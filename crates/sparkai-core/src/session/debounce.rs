//! Debounced snapshot writes.
//!
//! Every schedule aborts the previously scheduled write and starts a new
//! timer, so a burst of changes produces one write once the burst settles.

use std::time::Duration;

use tokio::task::JoinHandle;

use super::repository::{SessionRepository, StoredSessions};

/// Default quiet window before a scheduled write runs.
pub const DEFAULT_DEBOUNCE: Duration = Duration::from_millis(500);

pub struct SnapshotDebouncer<R: SessionRepository> {
    repo: R,
    window: Duration,
    pending: Option<JoinHandle<()>>,
}

impl<R: SessionRepository> SnapshotDebouncer<R> {
    pub fn new(repo: R, window: Duration) -> Self {
        Self {
            repo,
            window,
            pending: None,
        }
    }

    /// Write `snapshot` after the window unless another schedule replaces it.
    ///
    /// Must be called from within a tokio runtime.
    pub fn schedule(&mut self, snapshot: StoredSessions) {
        self.cancel();
        let repo = self.repo.clone();
        let window = self.window;
        self.pending = Some(tokio::spawn(async move {
            tokio::time::sleep(window).await;
            write(&repo, &snapshot).await;
        }));
    }

    /// Write `snapshot` now, dropping any scheduled write.
    pub async fn flush(&mut self, snapshot: &StoredSessions) {
        self.cancel();
        write(&self.repo, snapshot).await;
    }

    /// True while a scheduled write has not finished.
    pub fn is_pending(&self) -> bool {
        self.pending.as_ref().is_some_and(|handle| !handle.is_finished())
    }

    fn cancel(&mut self) {
        if let Some(handle) = self.pending.take() {
            handle.abort();
        }
    }
}

impl<R: SessionRepository> Drop for SnapshotDebouncer<R> {
    fn drop(&mut self) {
        if self.is_pending() {
            tracing::debug!("Dropping debouncer with a scheduled write; call flush() to keep it");
        }
    }
}

async fn write<R: SessionRepository>(repo: &R, snapshot: &StoredSessions) {
    match repo.save(snapshot).await {
        Ok(()) => tracing::debug!(sessions = snapshot.sessions.len(), "Session snapshot written"),
        Err(e) => tracing::warn!(error = %e, "Failed to write session snapshot"),
    }
}

#[cfg(test)]
mod tests {
    use super::*;
    use crate::testing::MemoryRepository;
    use sparkai_types::chat::ChatSession;

    fn snapshot_with(count: usize) -> StoredSessions {
        StoredSessions {
            sessions: (0..count).map(|_| ChatSession::new()).collect(),
            ..StoredSessions::default()
        }
    }

    #[tokio::test(start_paused = true)]
    async fn test_burst_produces_one_write() {
        let repo = MemoryRepository::new();
        let mut debouncer = SnapshotDebouncer::new(repo.clone(), DEFAULT_DEBOUNCE);

        for count in 1..=5 {
            debouncer.schedule(snapshot_with(count));
            tokio::time::sleep(Duration::from_millis(100)).await;
        }
        assert_eq!(repo.writes(), 0);

        tokio::time::sleep(Duration::from_millis(600)).await;
        assert_eq!(repo.writes(), 1);
        assert_eq!(repo.stored().unwrap().sessions.len(), 5);
    }

    #[tokio::test(start_paused = true)]
    async fn test_separate_windows_write_separately() {
        let repo = MemoryRepository::new();
        let mut debouncer = SnapshotDebouncer::new(repo.clone(), DEFAULT_DEBOUNCE);

        debouncer.schedule(snapshot_with(1));
        tokio::time::sleep(Duration::from_millis(700)).await;
        debouncer.schedule(snapshot_with(2));
        tokio::time::sleep(Duration::from_millis(700)).await;

        assert_eq!(repo.writes(), 2);
        assert!(!debouncer.is_pending());
    }

    #[tokio::test(start_paused = true)]
    async fn test_flush_cancels_scheduled_write() {
        let repo = MemoryRepository::new();
        let mut debouncer = SnapshotDebouncer::new(repo.clone(), DEFAULT_DEBOUNCE);

        debouncer.schedule(snapshot_with(1));
        debouncer.flush(&snapshot_with(3)).await;
        assert_eq!(repo.writes(), 1);

        tokio::time::sleep(Duration::from_secs(2)).await;
        assert_eq!(repo.writes(), 1);
        assert_eq!(repo.stored().unwrap().sessions.len(), 3);
    }

    #[tokio::test(start_paused = true)]
    async fn test_write_failure_is_swallowed() {
        let repo = MemoryRepository::new();
        repo.fail_saves(true);
        let mut debouncer = SnapshotDebouncer::new(repo.clone(), DEFAULT_DEBOUNCE);

        debouncer.flush(&snapshot_with(1)).await;
        assert!(repo.stored().is_none());
    }
}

_ _ _ _ _

Every line above from the line with "assert_eq!(repo.stored().unwrap().sessions.len(), 3);" to the line with "repo.fail_saves(true);", inclusive, must be returned exactly; no other line belongs in the reply.

        assert_eq!(repo.stored().unwrap().sessions.len(), 3);
    }

    #[tokio::test(start_paused = true)]
    async fn test_write_failure_is_swallowed() {
        let repo = MemoryRepository::new();
        repo.fail_saves(true);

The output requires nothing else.